In an effort to improve transparency, the DNC introduced new rules that required states to report three sets of numbers: the total votes in the first alignment, the total votes in the final alignment and the delegate equivalents. The Iowa Democratic Party attempted to commission the development of an app that had widespread failures on the day of the caucuses and led to an extended delay in reporting results.
ProPublica reported in February that the Iowa Caucuses app used to count and report votes from individual precincts could have been vulnerable to hacking. According to officials at Massachusetts-based Veracode, a security firm that reviewed the software at ProPublica’s request, the IowaReporter App was extremely insecure and could have had sensitive information such as vote totals and passwords intercepted or changed.

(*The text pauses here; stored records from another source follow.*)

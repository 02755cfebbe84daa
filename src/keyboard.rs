//! Keyboard input channel and the viewer's key map

use crate::hub::EventHub;
use crate::viewer::Direction;

/// A key as reported by the host.
#[derive(Clone, Copy, Debug, PartialEq, Eq, Hash)]
pub enum Key {
    /// Left arrow.
    ArrowLeft,
    /// Right arrow.
    ArrowRight,
    /// Up arrow.
    ArrowUp,
    /// Down arrow.
    ArrowDown,
    /// Escape.
    Escape,
    /// Space bar.
    Space,
    /// Any printable character.
    Char(char),
}

impl Key {
    /// Parse a DOM-style key name (`ArrowRight`, `Escape`, `a`, ...).
    pub fn from_name(name: &str) -> Option<Self> {
        let key = match name {
            "ArrowLeft" => Key::ArrowLeft,
            "ArrowRight" => Key::ArrowRight,
            "ArrowUp" => Key::ArrowUp,
            "ArrowDown" => Key::ArrowDown,
            "Escape" | "Esc" => Key::Escape,
            " " | "Space" => Key::Space,
            other => {
                let mut chars = other.chars();
                match (chars.next(), chars.next()) {
                    (Some(c), None) => Key::Char(c),
                    _ => return None,
                }
            }
        };
        Some(key)
    }
}

/// Key-down event delivered on the global keyboard channel.
#[derive(Clone, Copy, Debug, PartialEq, Eq)]
pub struct KeyEvent {
    /// Key pressed.
    pub key: Key,
}

impl From<Key> for KeyEvent {
    fn from(key: Key) -> Self {
        Self { key }
    }
}

/// Global keyboard channel shared by everything mounted in a window.
pub type KeyboardHub = EventHub<KeyEvent>;

/// The two directional keys a viewer reacts to.
#[derive(Clone, Copy, Debug, PartialEq, Eq)]
pub struct KeyBindings {
    /// Key mapped to `Direction::Next`.
    pub next: Key,
    /// Key mapped to `Direction::Previous`.
    pub previous: Key,
}

impl Default for KeyBindings {
    fn default() -> Self {
        Self {
            next: Key::ArrowRight,
            previous: Key::ArrowLeft,
        }
    }
}

impl KeyBindings {
    /// Direction bound to `key`, if any.
    pub fn direction(&self, key: Key) -> Option<Direction> {
        if key == self.next {
            Some(Direction::Next)
        } else if key == self.previous {
            Some(Direction::Previous)
        } else {
            None
        }
    }
}

#[cfg(test)]
mod tests {
    use super::*;

    #[test]
    fn test_default_bindings() {
        let bindings = KeyBindings::default();
        assert_eq!(bindings.direction(Key::ArrowRight), Some(Direction::Next));
        assert_eq!(bindings.direction(Key::ArrowLeft), Some(Direction::Previous));
        assert_eq!(bindings.direction(Key::ArrowUp), None);
        assert_eq!(bindings.direction(Key::Char('n')), None);
    }

    #[test]
    fn test_custom_bindings() {
        let bindings = KeyBindings {
            next: Key::Char('j'),
            previous: Key::Char('k'),
        };
        assert_eq!(bindings.direction(Key::Char('j')), Some(Direction::Next));
        assert_eq!(bindings.direction(Key::ArrowRight), None);
    }

    #[test]
    fn test_key_from_name() {
        assert_eq!(Key::from_name("ArrowRight"), Some(Key::ArrowRight));
        assert_eq!(Key::from_name("Esc"), Some(Key::Escape));
        assert_eq!(Key::from_name("q"), Some(Key::Char('q')));
        assert_eq!(Key::from_name("Shift"), None);
    }
}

Veracode’s chief technology officer Chris Wysopal stated that it was a “poor decision” to release the app without fixing many of the issues that it contained. “It is important for all mobile apps that deal with sensitive data to have adequate security testing, and have any vulnerabilities fixed before being released for use,” he said.
The DNC’s new reporting requirements were also blamed for delays in the reporting of Nevada’s results as it took longer for all those numbers to be reported and verified. Rogers writes that this year’s caucus issues could result in the caucuses being abolished completely, writing: “Democrats turned to tech in an effort to save caucuses. In the end, it might be what finally kills them.”